Social and economic historians have identified a widespread tendency in France and Italy in the later 16th and early 17th centuries towards what has been called “refeudalisation”: a movement, backed by the forces of the emergent modern state, to reimpose customary ties and obligations upon the rural peasantry. During the course of the 16th century, Italy lost much of its economic advantage in trade and banking, and the new aristocracy was reinvesting its wealth in land (in particular pastoral rather than arable land) and in the traditional appurtenances of feudal lordship. Pastoral art was an idealised representation of this new ideology, evident also in the design of Palladio’s rural villas for the aristocracy of the Venetian terra firma that so appealed to 18th-century Whig landowners in Britain.

Here, however, another response to the decline of the feudal system was taking place – what Marx identified as “agrarian capitalism”. Indeed, against those economists who argue that the origins of capitalism must lie within urban commerce, the always rising bourgeoisie, colonialism or industrialisation, Marx insisted, in the closing historical section of the first part of Capital, that the earliest forms of the capitalist market system emerged in rural Britain.

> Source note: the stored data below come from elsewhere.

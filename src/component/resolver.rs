use std::fmt;

use async_trait::async_trait;
use thiserror::Error;

/// Failure raised while executing a command.
///
/// Resolver faults never terminate the runtime; they are caught at the loop
/// boundary and converted into an ordinary message via the component's
/// failure hook.
#[derive(Debug, Clone, PartialEq, Eq, Error)]
#[error("command {command} failed: {reason}")]
pub struct ResolverFailure {
    /// Debug rendering of the command that failed.
    pub command: String,
    /// Human-readable failure description.
    pub reason: String,
}

impl ResolverFailure {
    pub fn new(command: &impl fmt::Debug, reason: impl Into<String>) -> Self {
        Self {
            command: format!("{:?}", command),
            reason: reason.into(),
        }
    }
}

/// Executes commands produced by `update`, possibly with side effects.
///
/// Each command is submitted as an independent unit of work; the resulting
/// messages re-enter the component's queue when the work completes, so
/// completion order, not submission order, determines apply order.
#[async_trait]
pub trait Resolver<C, M>: Send + Sync {
    async fn resolve(&self, command: C) -> Result<Vec<M>, ResolverFailure>;
}
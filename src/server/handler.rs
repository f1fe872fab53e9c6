//! WebSocket handling for the diagnostic server.

use axum::extract::ws::{Message, WebSocket};
use futures::{SinkExt, StreamExt};

use crate::protocol::ServerMessage;

use super::ServerState;

/// Drive one runtime connection until either side closes it.
pub(crate) async fn handle_socket(socket: WebSocket, state: ServerState) {
    let (client_id, mut commands) = state.register_client();
    tracing::debug!(client_id, "runtime connected");

    let (mut sink, mut stream) = socket.split();
    let shutdown = state.shutdown_requested();

    loop {
        tokio::select! {
            _ = shutdown.cancelled() => {
                let _ = sink.send(Message::Close(None)).await;
                break;
            }

            command = commands.recv() => match command {
                Some(command) => {
                    let text = match serde_json::to_string(&command) {
                        Ok(text) => text,
                        Err(error) => {
                            tracing::error!(%error, "unserializable client frame dropped");
                            continue;
                        }
                    };
                    if sink.send(Message::Text(text.into())).await.is_err() {
                        break;
                    }
                }
                None => break,
            },

            incoming = stream.next() => match incoming {
                Some(Ok(Message::Text(text))) => match serde_json::from_str::<ServerMessage>(&text) {
                    Ok(frame) => state.record_frame(client_id, frame),
                    // Permissive by design: a frame this build cannot parse
                    // is logged raw, not fatal.
                    Err(error) => tracing::warn!(%error, raw = %text, "unparseable frame"),
                },
                Some(Ok(Message::Close(_))) | None => break,
                Some(Ok(_)) => {}
                Some(Err(error)) => {
                    tracing::debug!(%error, "runtime connection error");
                    break;
                }
            },
        }
    }

    state.unregister_client(client_id);
    tracing::debug!(client_id, "runtime disconnected");
}
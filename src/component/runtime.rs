//! The message-driven state loop.
//!
//! A [`Component`] owns one single-consumer processing loop: messages are
//! drained from an unbounded queue one at a time, the pure `update`
//! function computes the next state and a set of commands, and each command
//! is spawned against the resolver as an independent task whose resulting
//! messages feed back into the same queue. At most one `update` invocation
//! and one state mutation happen at a time per instance.

use std::sync::Arc;

use tokio::sync::{broadcast, mpsc, watch};

use super::resolver::{Resolver, ResolverFailure};

/// One observed state change: the message that caused it and the states on
/// either side.
#[derive(Debug)]
pub struct Transition<S, M> {
    pub message: Arc<M>,
    pub old_state: Arc<S>,
    pub new_state: Arc<S>,
}

impl<S, M> Clone for Transition<S, M> {
    fn clone(&self) -> Self {
        Self {
            message: Arc::clone(&self.message),
            old_state: Arc::clone(&self.old_state),
            new_state: Arc::clone(&self.new_state),
        }
    }
}

enum Input<S, M> {
    Message(M),
    Replace(S),
}

/// Builder for a [`Component`].
pub struct ComponentBuilder<S, M, C> {
    initial_state: S,
    initial_commands: Vec<C>,
    update: Box<dyn Fn(&M, &S) -> (S, Vec<C>) + Send + Sync>,
    resolver: Arc<dyn Resolver<C, M>>,
    failure_message: Arc<dyn Fn(ResolverFailure) -> M + Send + Sync>,
    subscription_capacity: usize,
}

impl<S, M, C> ComponentBuilder<S, M, C>
where
    S: Send + Sync + 'static,
    M: Send + Sync + 'static,
    C: Send + 'static,
{
    /// Commands dispatched once at startup, before any message is processed.
    pub fn with_initial_commands(mut self, commands: Vec<C>) -> Self {
        self.initial_commands = commands;
        self
    }

    /// Buffer size of the `states()`/`transitions()` subscriptions.
    ///
    /// A subscriber that lags further than this sees a gap, not stale data;
    /// the runtime's own state is unaffected.
    pub fn with_subscription_capacity(mut self, capacity: usize) -> Self {
        self.subscription_capacity = capacity;
        self
    }

    /// Start the processing loop and return the handle.
    pub fn spawn(self) -> Component<S, M> {
        let (input_tx, input_rx) = mpsc::unbounded_channel();
        let (states_tx, _) = broadcast::channel(self.subscription_capacity);
        let (transitions_tx, _) = broadcast::channel(self.subscription_capacity);
        let initial = Arc::new(self.initial_state);
        let (latest_tx, latest_rx) = watch::channel(Arc::clone(&initial));

        let worker = Worker {
            state: initial,
            update: self.update,
            resolver: self.resolver,
            failure_message: self.failure_message,
            feedback: input_tx.downgrade(),
            states_tx: states_tx.clone(),
            transitions_tx: transitions_tx.clone(),
            latest_tx,
        };
        tokio::spawn(worker.run(input_rx, self.initial_commands));

        Component {
            input_tx,
            states_tx,
            transitions_tx,
            latest_rx,
        }
    }
}

/// Handle to a running component.
///
/// Cloning the handle does not clone the loop; all clones feed the same
/// queue. The loop stops once every handle is dropped and the queue drains.
pub struct Component<S, M> {
    input_tx: mpsc::UnboundedSender<Input<S, M>>,
    states_tx: broadcast::Sender<Arc<S>>,
    transitions_tx: broadcast::Sender<Transition<S, M>>,
    latest_rx: watch::Receiver<Arc<S>>,
}

impl<S, M> Clone for Component<S, M> {
    fn clone(&self) -> Self {
        Self {
            input_tx: self.input_tx.clone(),
            states_tx: self.states_tx.clone(),
            transitions_tx: self.transitions_tx.clone(),
            latest_rx: self.latest_rx.clone(),
        }
    }
}

impl<S, M> Component<S, M>
where
    S: Send + Sync + 'static,
    M: Send + Sync + 'static,
{
    /// Build a component from its TEA contract: initial state, pure update,
    /// resolver, and the hook turning a resolver fault into a message.
    pub fn builder<C>(
        initial_state: S,
        update: impl Fn(&M, &S) -> (S, Vec<C>) + Send + Sync + 'static,
        resolver: Arc<dyn Resolver<C, M>>,
        failure_message: impl Fn(ResolverFailure) -> M + Send + Sync + 'static,
    ) -> ComponentBuilder<S, M, C>
    where
        C: Send + 'static,
    {
        ComponentBuilder {
            initial_state,
            initial_commands: Vec::new(),
            update: Box::new(update),
            resolver,
            failure_message: Arc::new(failure_message),
            subscription_capacity: 256,
        }
    }

    /// Enqueue a message. The queue is unbounded and never drops; back
    /// pressure is the caller's responsibility.
    pub fn send(&self, message: M) {
        if self.input_tx.send(Input::Message(message)).is_err() {
            tracing::warn!("message sent to a stopped component was discarded");
        }
    }

    /// Replace the current state, bypassing `update` entirely.
    ///
    /// The replacement is applied by the loop itself, so it is atomic with
    /// respect to message processing. Observed on `states()` but emits no
    /// transition.
    pub fn set_state(&self, state: S) {
        if self.input_tx.send(Input::Replace(state)).is_err() {
            tracing::warn!("state pushed to a stopped component was discarded");
        }
    }

    /// Subscribe to state values, one per change, broadcast semantics:
    /// subscribers only observe changes from subscription time on.
    pub fn states(&self) -> broadcast::Receiver<Arc<S>> {
        self.states_tx.subscribe()
    }

    /// Subscribe to `(message, old state, new state)` transitions.
    pub fn transitions(&self) -> broadcast::Receiver<Transition<S, M>> {
        self.transitions_tx.subscribe()
    }

    /// Watch holding the most recent state.
    pub fn latest(&self) -> watch::Receiver<Arc<S>> {
        self.latest_rx.clone()
    }

    /// The current state at the time of the call.
    pub fn current_state(&self) -> Arc<S> {
        Arc::clone(&self.latest_rx.borrow())
    }
}

struct Worker<S, M, C> {
    state: Arc<S>,
    update: Box<dyn Fn(&M, &S) -> (S, Vec<C>) + Send + Sync>,
    resolver: Arc<dyn Resolver<C, M>>,
    failure_message: Arc<dyn Fn(ResolverFailure) -> M + Send + Sync>,
    // Weak so in-flight resolver tasks never keep the loop alive on their
    // own; their results are discarded once the component is gone.
    feedback: mpsc::WeakUnboundedSender<Input<S, M>>,
    states_tx: broadcast::Sender<Arc<S>>,
    transitions_tx: broadcast::Sender<Transition<S, M>>,
    latest_tx: watch::Sender<Arc<S>>,
}

impl<S, M, C> Worker<S, M, C>
where
    S: Send + Sync + 'static,
    M: Send + Sync + 'static,
    C: Send + 'static,
{
    async fn run(mut self, mut input_rx: mpsc::UnboundedReceiver<Input<S, M>>, initial: Vec<C>) {
        for command in initial {
            self.dispatch(command);
        }

        while let Some(input) = input_rx.recv().await {
            match input {
                Input::Message(message) => self.apply(message),
                Input::Replace(state) => {
                    self.state = Arc::new(state);
                    self.publish_state();
                    tracing::debug!("state replaced externally, update bypassed");
                }
            }
        }
    }

    fn apply(&mut self, message: M) {
        let (next, commands) = (self.update)(&message, &self.state);
        let old_state = std::mem::replace(&mut self.state, Arc::new(next));
        self.publish_state();
        let _ = self.transitions_tx.send(Transition {
            message: Arc::new(message),
            old_state,
            new_state: Arc::clone(&self.state),
        });
        for command in commands {
            self.dispatch(command);
        }
    }

    fn publish_state(&self) {
        self.latest_tx.send_replace(Arc::clone(&self.state));
        let _ = self.states_tx.send(Arc::clone(&self.state));
    }

    /// Submit one command as an independent resolver task.
    fn dispatch(&self, command: C) {
        let resolver = Arc::clone(&self.resolver);
        let failure_message = Arc::clone(&self.failure_message);
        let feedback = self.feedback.clone();

        tokio::spawn(async move {
            let messages = match resolver.resolve(command).await {
                Ok(messages) => messages,
                Err(failure) => {
                    tracing::warn!(%failure, "resolver failed, converting to message");
                    vec![failure_message(failure)]
                }
            };

            if let Some(feedback) = feedback.upgrade() {
                for message in messages {
                    let _ = feedback.send(Input::Message(message));
                }
            }
        });
    }
}
//! Per-component debug sessions.
//!
//! A [`DebugContext`] is constructed once per process with the debug
//! configuration and owns the shared transport; components attach to it to
//! get a [`DebugSession`]. The session's driver task observes the
//! component's transitions, encodes them off the update loop, and queues
//! them for sending; inbound `ApplyMessage`/`ApplyState` frames are decoded
//! strictly and injected into the runtime, answered with `ActionApplied`.

use std::sync::Arc;

use tokio::sync::{broadcast, mpsc, watch};
use tokio_util::sync::CancellationToken;

use crate::component::{Component, Transition};
use crate::config::DebugConfig;
use crate::protocol::{ClientMessage, ComponentId, ServerMessage};
use crate::transport::{ConnectionStatus, Multiplexer, TransportError};
use crate::value::{Describe, Reconstruct};

use super::queue::SnapshotQueue;
use super::state::SessionState;

/// Explicit debug context: one per process, passed by reference wherever a
/// session is created. Owns the transport's lifecycle.
pub struct DebugContext {
    config: DebugConfig,
    multiplexer: Multiplexer,
}

impl DebugContext {
    pub fn new(config: DebugConfig) -> Self {
        let multiplexer = Multiplexer::spawn(&config);
        Self {
            config,
            multiplexer,
        }
    }

    pub fn config(&self) -> &DebugConfig {
        &self.config
    }

    /// Attach a component and start streaming its transitions.
    ///
    /// With the debug endpoint disabled the session stays `Disconnected`
    /// and every send is a no-op; the component behaves identically either
    /// way.
    pub fn attach<S, M>(
        &self,
        component: &Component<S, M>,
        component_id: ComponentId,
    ) -> Result<DebugSession, TransportError>
    where
        S: Describe + Reconstruct + Send + Sync + 'static,
        M: Describe + Reconstruct + Send + Sync + 'static,
    {
        let channels = self.multiplexer.attach(component_id)?;
        let initial = SessionState::from_status(*channels.status.borrow());
        let (state_tx, state_rx) = watch::channel(initial);
        let cancel = CancellationToken::new();
        let queue = Arc::new(SnapshotQueue::new(self.config.snapshot_queue_capacity));

        tokio::spawn(pump(
            Arc::clone(&queue),
            channels.outbound.clone(),
            cancel.clone(),
        ));

        let driver = Driver {
            component: component.clone(),
            component_id,
            status: channels.status,
            inbound: channels.inbound,
            outbound: channels.outbound,
            queue,
            state_tx,
            cancel: cancel.clone(),
            multiplexer: self.multiplexer.clone(),
        };
        tokio::spawn(driver.run());

        Ok(DebugSession {
            component_id,
            state_rx,
            cancel,
        })
    }

    /// Shut down the transport and every attached session.
    pub fn close(&self) {
        self.multiplexer.close();
    }
}

/// Handle to one component's session.
pub struct DebugSession {
    component_id: ComponentId,
    state_rx: watch::Receiver<SessionState>,
    cancel: CancellationToken,
}

impl DebugSession {
    pub fn component_id(&self) -> ComponentId {
        self.component_id
    }

    pub fn state(&self) -> SessionState {
        *self.state_rx.borrow()
    }

    pub fn state_changes(&self) -> watch::Receiver<SessionState> {
        self.state_rx.clone()
    }

    /// Close this session only; queued sends are discarded, in-flight
    /// resolver work is left running.
    pub fn close(&self) {
        self.cancel.cancel();
    }
}

/// Moves frames from the bounded snapshot queue to the shared transport
/// sink, one at a time.
async fn pump(
    queue: Arc<SnapshotQueue<ServerMessage>>,
    outbound: mpsc::Sender<ServerMessage>,
    cancel: CancellationToken,
) {
    loop {
        tokio::select! {
            _ = cancel.cancelled() => break,
            frame = queue.pop() => {
                if outbound.send(frame).await.is_err() {
                    break;
                }
            }
        }
    }
}

struct Driver<S, M> {
    component: Component<S, M>,
    component_id: ComponentId,
    status: watch::Receiver<ConnectionStatus>,
    inbound: mpsc::Receiver<ClientMessage>,
    outbound: mpsc::Sender<ServerMessage>,
    queue: Arc<SnapshotQueue<ServerMessage>>,
    state_tx: watch::Sender<SessionState>,
    cancel: CancellationToken,
    multiplexer: Multiplexer,
}

impl<S, M> Driver<S, M>
where
    S: Describe + Reconstruct + Send + Sync + 'static,
    M: Describe + Reconstruct + Send + Sync + 'static,
{
    async fn run(mut self) {
        let mut transitions = self.component.transitions();

        // The transport may already be up when the session attaches.
        let status = *self.status.borrow_and_update();
        self.apply_status(status);

        loop {
            tokio::select! {
                _ = self.cancel.cancelled() => break,

                changed = self.status.changed() => {
                    if changed.is_err() {
                        break;
                    }
                    let status = *self.status.borrow_and_update();
                    self.apply_status(status);
                    if status == ConnectionStatus::Closed {
                        break;
                    }
                }

                transition = transitions.recv() => match transition {
                    Ok(transition) => self.publish_snapshot(&transition),
                    Err(broadcast::error::RecvError::Lagged(missed)) => {
                        tracing::warn!(missed, "session lagged behind the runtime, snapshots skipped");
                    }
                    // Component gone; nothing left to observe.
                    Err(broadcast::error::RecvError::Closed) => break,
                },

                frame = self.inbound.recv() => match frame {
                    Some(frame) => self.apply_client_message(frame).await,
                    None => break,
                },
            }
        }

        self.queue.clear();
        self.multiplexer.detach(self.component_id);
        self.state_tx.send_replace(SessionState::Closed);
    }

    fn apply_status(&self, status: ConnectionStatus) {
        let next = SessionState::from_status(status);
        let previous = self.state_tx.send_replace(next);

        if next == previous {
            return;
        }
        tracing::debug!(component_id = %self.component_id, ?previous, ?next, "session state");

        match next {
            SessionState::Attached => {
                // Handshake done: announce this component with its current
                // state. The queue was drained on disconnect, so the attach
                // frame precedes any snapshot.
                self.queue.push(ServerMessage::NotifyComponentAttached {
                    component_id: self.component_id,
                    state: self.component.current_state().describe(),
                });
            }
            SessionState::Disconnected => self.queue.clear(),
            SessionState::Connecting | SessionState::Closed => {}
        }
    }

    /// Encode and enqueue one snapshot; runs on the session task, never on
    /// the component's update loop.
    fn publish_snapshot(&self, transition: &Transition<S, M>) {
        if *self.state_tx.borrow() != SessionState::Attached {
            return;
        }
        self.queue.push(ServerMessage::NotifyComponentSnapshot {
            component_id: self.component_id,
            message: transition.message.describe(),
            old_state: transition.old_state.describe(),
            new_state: transition.new_state.describe(),
        });
    }

    /// Strict-mode decode and inject. A decode failure leaves the runtime
    /// untouched and sends no acknowledgement.
    async fn apply_client_message(&self, frame: ClientMessage) {
        let applied = match &frame {
            ClientMessage::ApplyMessage { message, .. } => match M::reconstruct(message) {
                Ok(message) => {
                    self.component.send(message);
                    true
                }
                Err(error) => {
                    tracing::warn!(component_id = %self.component_id, %error, "apply-message rejected");
                    false
                }
            },
            ClientMessage::ApplyState { state, .. } => match S::reconstruct(state) {
                Ok(state) => {
                    self.component.set_state(state);
                    true
                }
                Err(error) => {
                    tracing::warn!(component_id = %self.component_id, %error, "apply-state rejected");
                    false
                }
            },
        };

        if applied {
            let ack = ServerMessage::ActionApplied {
                component_id: self.component_id,
            };
            if self.outbound.send(ack).await.is_err() {
                tracing::warn!("acknowledgement dropped, transport gone");
            }
        }
    }
}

Marx charts with devastating clarity the impact of the first enclosures of common land in the Tudor period (an early example of privatisation), the shift from arable to less labour-intensive (and more picturesquely “natural”) pastoral farming, the creation of a dispossessed rural proletariat that was “freed” from feudal obligations to sell its labour on the open market, and the introduction of improved technologies to yield greater productivity that we now call the Agricultural Revolution. All these innovations were introduced by the great landowning aristocracy of England and Scotland, who established the particular method for extracting surplus value from their estates that continues its relentless march throughout the world to this day, and whose most representative exemplars lived within a few miles of each other in East Anglia.

Everything is connected. As I drove through the familiar rural idyll that is North Norfolk that day, I pondered on the astonishing fact that here, in this remote and tranquil corner of the world, so apparently removed from the thunderous roar of modernity, was forged the capitalist imperium that now rules that same world. And I begin to understand better how I might rethink the pastoral forms of those earliest operas in relation to modernity, and in relation to my own lament for the imaginary pastoral idyll of my childhood, and for the loss of the father who presided over that childhood and who shaped the values that still inform my life and work: Barry Till DD, scholar and educator, as he asked to be remembered on his memorial stone in the churchyard at Cley.